Stupidly it doesn’t even have Java, so I can’t log into Milliways :( Internet my arse, what you really mean is Web, and not even much of that.

Anyway… as you might have guessed, I’m finally coming home today, after over 3 months in Germany. Woot. My flight leaves at 21:15 local time (20:15 UK time iirc), so I have lots of time to kill. I’m not going to do it here though – the internet time costs far too much (€2.50 for 30 minutes).

I’m going to be spending at least some of that time reading an Asterix comic I bought yesterday. This is a special edition (I think it’s called Asterix and the Roman Agent in English) where the Gauls speak in Bavarian dialect and pretty much everyone else (at least the Romans and the pirates) in standard German. Just the contrast between the two is amusing. But of course you have to carefully figure out what exactly they’re saying, because the spelling is totally different.

Woot, internet connection at last

Monday, October 10th, 2005

Finally got round to enrolling at the uni today, which means I have now got a username and password for the uni’s computers. Hence this blog entry. I’ve also posted two more, for last Tuesday and Wednesday, with the appropriate timestamps. I can’t be bothered to do more right now so I’ll finish it tomorrow.
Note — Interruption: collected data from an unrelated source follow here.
//! Discovery Service
//!
//! Orchestrates one request: resolve the caller's permissions, derive the
//! rules in effect, fan out one aggregation per field and assemble the
//! response. Nothing is shared between requests except the immutable
//! registry.

use async_trait::async_trait;
use cd_02_censorship::{Censor, CensorshipPolicy, DisclosureRules, DisclosureTier};
use cd_03_field_registry::{data_types_of, load_registry, FieldDescriptor, FieldRegistry, FieldSchema};
use cd_04_aggregation::{AggregationApi, Condition, RecordStore, StatsService};
use cd_05_permissions::{AuthorizationService, DataTypePermissions, PermissionApi, PermissionComposer};
use cohort_telemetry::{log_event, subsystem_span};
use futures::future::try_join_all;
use shared_types::{Caller, Collection, DataType, DataTypePermission};
use std::collections::{BTreeMap, BTreeSet};
use std::sync::Arc;
use tracing::{debug, Instrument};

use crate::domain::{
    DiscoveryOutcome, EntityCounts, FieldWithData, FieldWithOptions, OutcomeKind, OverviewResponse, SearchCount,
    SearchFieldsResponse, SearchFieldsSection, SearchFilter, NO_PUBLIC_DATA_AVAILABLE, NO_PUBLIC_FIELDS_CONFIGURED,
};
use crate::error::{DiscoveryError, ValidationError};
use crate::metrics::{DiscoveryMetrics, MetricsSnapshot, Operation};
use crate::ports::DiscoveryApi;
use crate::settings::DiscoverySettings;

const SUBSYSTEM: &str = "cd-06-discovery";

/// Discovery orchestrator over a record store and an authorization service.
pub struct DiscoveryService<S: RecordStore, A: AuthorizationService> {
    registry: Option<Arc<FieldRegistry>>,
    stats: StatsService<S>,
    permissions: PermissionComposer<A>,
    metrics: DiscoveryMetrics,
}

impl<S, A> DiscoveryService<S, A>
where
    S: RecordStore + 'static,
    A: AuthorizationService + 'static,
{
    /// `registry` is `None` when discovery is not configured on this node.
    pub fn new(
        registry: Option<Arc<FieldRegistry>>,
        store: Arc<S>,
        authz: Arc<A>,
        settings: &DiscoverySettings,
    ) -> Self {
        Self {
            registry,
            stats: StatsService::new(store),
            permissions: PermissionComposer::new(authz).with_timeout(settings.authz_timeout),
            metrics: DiscoveryMetrics::new(),
        }
    }

    /// Load the discovery document named by `settings` and build the service.
    pub fn load(
        settings: &DiscoverySettings,
        schema: &dyn FieldSchema,
        store: Arc<S>,
        authz: Arc<A>,
    ) -> Result<Self, DiscoveryError> {
        settings.validate()?;
        let registry = load_registry(&settings.config_path, schema)?;
        if registry.is_none() {
            log_event!(
                warn,
                SUBSYSTEM,
                "Discovery is not configured",
                path = %settings.config_path.display()
            );
        }
        Ok(Self::new(registry.map(Arc::new), store, authz, settings))
    }

    pub fn registry(&self) -> Option<&FieldRegistry> {
        self.registry.as_deref()
    }

    pub fn metrics(&self) -> MetricsSnapshot {
        self.metrics
            .snapshot(self.permissions.authorization_failures())
    }

    fn finish<T>(
        &self,
        operation: Operation,
        result: Result<DiscoveryOutcome<T>, DiscoveryError>,
    ) -> Result<DiscoveryOutcome<T>, DiscoveryError> {
        let kind = match &result {
            Ok(outcome) => outcome.kind(),
            Err(_) => OutcomeKind::Error,
        };
        self.metrics.record_outcome(kind);

        match &result {
            Err(e) => log_event!(
                warn,
                SUBSYSTEM,
                "Discovery request failed",
                operation = operation.as_str(),
                error = %e
            ),
            Ok(_) => log_event!(
                debug,
                SUBSYSTEM,
                "Discovery request completed",
                operation = operation.as_str(),
                outcome = ?kind
            ),
        }
        result
    }

    // =========================================================================
    // FIELD LISTING
    // =========================================================================

    async fn list_fields(&self, caller: &Caller) -> Result<DiscoveryOutcome<SearchFieldsResponse>, DiscoveryError> {
        let Some(registry) = self.registry.as_deref() else {
            return Ok(DiscoveryOutcome::NotConfigured(NO_PUBLIC_FIELDS_CONFIGURED));
        };

        let implicated = data_types_of(registry.queryable_fields());
        let permissions = self.permissions.resolve(caller, &implicated).await;
        let permissions = &permissions;
        let policy = CensorshipPolicy::new(Some(registry.rules()));

        let sections = try_join_all(registry.search().iter().map(|section| async move {
            let fields = try_join_all(
                section
                    .fields
                    .iter()
                    .filter_map(|id| registry.field(id))
                    .map(|field| self.field_with_options(field, permissions.get(field.data_type()), policy)),
            )
            .await?;

            Ok::<_, DiscoveryError>(SearchFieldsSection {
                section_title: section.section_title.clone(),
                fields: fields.into_iter().flatten().collect(),
            })
        }))
        .await?;

        Ok(DiscoveryOutcome::Success(SearchFieldsResponse { sections }))
    }

    /// `None` when the caller may not count the field's data type.
    async fn field_with_options(
        &self,
        field: &FieldDescriptor,
        permission: DataTypePermission,
        policy: CensorshipPolicy,
    ) -> Result<Option<FieldWithOptions>, DiscoveryError> {
        if !permission.counts() {
            debug!(field_id = %field.id, "Omitting field without counts permission");
            return Ok(None);
        }

        let censor = policy.censor(permission.low_counts_censored());
        let options = self.stats.field_options(field, censor).await?;
        Ok(Some(FieldWithOptions {
            field: field.clone(),
            options,
        }))
    }

    // =========================================================================
    // OVERVIEW
    // =========================================================================

    async fn overview(&self, caller: &Caller) -> Result<DiscoveryOutcome<OverviewResponse>, DiscoveryError> {
        let Some(registry) = self.registry.as_deref() else {
            return Ok(DiscoveryOutcome::NotConfigured(NO_PUBLIC_DATA_AVAILABLE));
        };

        // Entity totals span every public collection.
        let implicated: BTreeSet<DataType> = DataType::ALL.into_iter().collect();
        let permissions = self.permissions.resolve(caller, &implicated).await;
        if !permissions.any_counts() {
            return Ok(DiscoveryOutcome::Forbidden);
        }

        let rules = permissions
            .tier(&data_types_of(registry.queryable_fields()))
            .rules(registry.rules());
        let policy = CensorshipPolicy::new(Some(registry.rules()));

        let overview_fields = registry.overview_fields();
        let (fields, counts) = futures::try_join!(
            try_join_all(
                overview_fields
                    .iter()
                    .map(|field| self.field_with_data(field, permissions.get(field.data_type()), policy)),
            ),
            self.entity_counts(&permissions, policy),
        )?;

        Ok(DiscoveryOutcome::Success(OverviewResponse {
            layout: registry.overview().to_vec(),
            fields: fields
                .into_iter()
                .map(|f| (f.field.id.clone(), f))
                .collect::<BTreeMap<_, _>>(),
            counts,
            max_query_parameters: rules.max_query_parameters,
            count_threshold: rules.count_threshold,
        }))
    }

    async fn field_with_data(
        &self,
        field: &FieldDescriptor,
        permission: DataTypePermission,
        policy: CensorshipPolicy,
    ) -> Result<FieldWithData, DiscoveryError> {
        let data = if permission.counts() {
            let censor = policy.censor(permission.low_counts_censored());
            Some(self.stats.field_stats(field, censor).await?)
        } else {
            None
        };

        Ok(FieldWithData {
            field: field.clone(),
            data,
        })
    }

    async fn entity_counts(
        &self,
        permissions: &DataTypePermissions,
        policy: CensorshipPolicy,
    ) -> Result<EntityCounts, DiscoveryError> {
        let totals = try_join_all(Collection::ALL.iter().map(|collection| async move {
            let permission = permissions.get(collection.data_type());
            if !permission.counts() {
                return Ok::<_, DiscoveryError>(None);
            }
            let censor = policy.censor(permission.low_counts_censored());
            Ok(Some(self.stats.record_count(*collection, censor).await?))
        }))
        .await?;

        let mut counts = EntityCounts::default();
        for (collection, total) in Collection::ALL.iter().zip(totals) {
            match collection {
                Collection::Individual => counts.individuals = total,
                Collection::Biosample => counts.biosamples = total,
                Collection::Experiment => counts.experiments = total,
            }
        }
        Ok(counts)
    }

    // =========================================================================
    // RULES AND SEARCH
    // =========================================================================

    async fn rules(
        &self,
        caller: &Caller,
        field_ids: Option<&[String]>,
    ) -> Result<DiscoveryOutcome<DisclosureRules>, DiscoveryError> {
        let Some(registry) = self.registry.as_deref() else {
            return Ok(DiscoveryOutcome::NotConfigured(NO_PUBLIC_FIELDS_CONFIGURED));
        };

        let fields = match field_ids {
            Some(ids) if !ids.is_empty() => ids
                .iter()
                .map(|id| queryable_field(registry, id))
                .collect::<Result<Vec<_>, _>>()?,
            _ => registry.queryable_fields(),
        };

        let implicated = data_types_of(fields.iter().copied());
        let permissions = self.permissions.resolve(caller, &implicated).await;
        Ok(DiscoveryOutcome::Success(
            permissions.tier(&implicated).rules(registry.rules()),
        ))
    }

    async fn search(
        &self,
        caller: &Caller,
        filters: &[SearchFilter],
    ) -> Result<DiscoveryOutcome<SearchCount>, DiscoveryError> {
        let Some(registry) = self.registry.as_deref() else {
            return Ok(DiscoveryOutcome::NotConfigured(NO_PUBLIC_FIELDS_CONFIGURED));
        };

        let fields = filters
            .iter()
            .map(|filter| queryable_field(registry, &filter.field))
            .collect::<Result<Vec<_>, _>>()?;

        // The result is a count of individuals whatever the filters touch.
        let mut implicated = data_types_of(fields.iter().copied());
        implicated.insert(Collection::Individual.data_type());

        let permissions = self.permissions.resolve(caller, &implicated).await;
        let tier = permissions.tier(&implicated);
        if tier == DisclosureTier::NoPermissions {
            return Ok(DiscoveryOutcome::Forbidden);
        }

        let rules = tier.rules(registry.rules());
        if filters.len() as u64 > rules.max_query_parameters {
            return Err(ValidationError::TooManyParameters {
                count: filters.len(),
                max: rules.max_query_parameters,
            }
            .into());
        }

        let conditions = fields
            .iter()
            .zip(filters)
            .map(|(field, filter)| Condition::for_field(field, &filter.value))
            .collect::<Result<Vec<_>, _>>()?;

        let count = self
            .stats
            .search_count(&conditions, Censor::with_threshold(rules.count_threshold))
            .await?;
        Ok(DiscoveryOutcome::Success(SearchCount { count }))
    }
}

fn queryable_field<'r>(registry: &'r FieldRegistry, id: &str) -> Result<&'r FieldDescriptor, ValidationError> {
    registry
        .field(id)
        .filter(|_| registry.is_queryable(id))
        .ok_or_else(|| ValidationError::UnknownField(id.to_string()))
}

fn request_span(operation: Operation) -> tracing::Span {
    subsystem_span!("discovery_request", subsystem = SUBSYSTEM, operation = operation.as_str())
}

#[async_trait]
impl<S, A> DiscoveryApi for DiscoveryService<S, A>
where
    S: RecordStore + 'static,
    A: AuthorizationService + 'static,
{
    async fn list_queryable_fields(
        &self,
        caller: &Caller,
    ) -> Result<DiscoveryOutcome<SearchFieldsResponse>, DiscoveryError> {
        self.metrics.record_request(Operation::ListFields);
        let result = self
            .list_fields(caller)
            .instrument(request_span(Operation::ListFields))
            .await;
        self.finish(Operation::ListFields, result)
    }

    async fn public_overview(&self, caller: &Caller) -> Result<DiscoveryOutcome<OverviewResponse>, DiscoveryError> {
        self.metrics.record_request(Operation::Overview);
        let result = self
            .overview(caller)
            .instrument(request_span(Operation::Overview))
            .await;
        self.finish(Operation::Overview, result)
    }

    async fn discovery_rules(
        &self,
        caller: &Caller,
        field_ids: Option<&[String]>,
    ) -> Result<DisclosureRules, DiscoveryError> {
        self.metrics.record_request(Operation::Rules);
        let result = self
            .rules(caller, field_ids)
            .instrument(request_span(Operation::Rules))
            .await;
        self.finish(Operation::Rules, result)
            .map(|outcome| outcome.success().unwrap_or(DisclosureRules::NO_PERMISSIONS))
    }

    async fn public_search(
        &self,
        caller: &Caller,
        filters: &[SearchFilter],
    ) -> Result<DiscoveryOutcome<SearchCount>, DiscoveryError> {
        self.metrics.record_request(Operation::Search);
        let result = self
            .search(caller, filters)
            .instrument(request_span(Operation::Search))
            .await;
        self.finish(Operation::Search, result)
    }
}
The only other thing I did today was attend another orientation lecture, this time about how to pick courses. It seems the system here is rather ad hoc – instead of enrolling for all your courses in the same place at the same time you have to enrol on each one separately. I’m hoping to do something different with my year than the usual slog of CS and German, but until Swansea’s German dept tells me, I have no idea if that is allowed.


I must get round to buying a mobile, if for no other reason than that my bank wants a phone number for doing foreign transfers (currently my German bank account has nothing in it). I’ve also seen a rather nice laptop in the shopping centre, but it’s a tad expensive so I’ll have to wait for my Socrates grant before I can get it.

Day 1, Wednesday 5 October: First contact

Wednesday, October 5th, 2005

Woke up – relatively late for the hostel on account of being knackered, relatively early for me on account of having gone to bed early due to being knackered. This was a bout 7:30 am. Had breakfast of bread and jab, muesli, and coffee, then a shower, then checked out and proceeded to the bus stop to go to the university, hoping I can find the AAA this time. Fortunately I met a nice Ukrainian girl at the bus stop who was also going to the university. Again, having no clue as to how to pay for the bus journey, I didn’t. (more…)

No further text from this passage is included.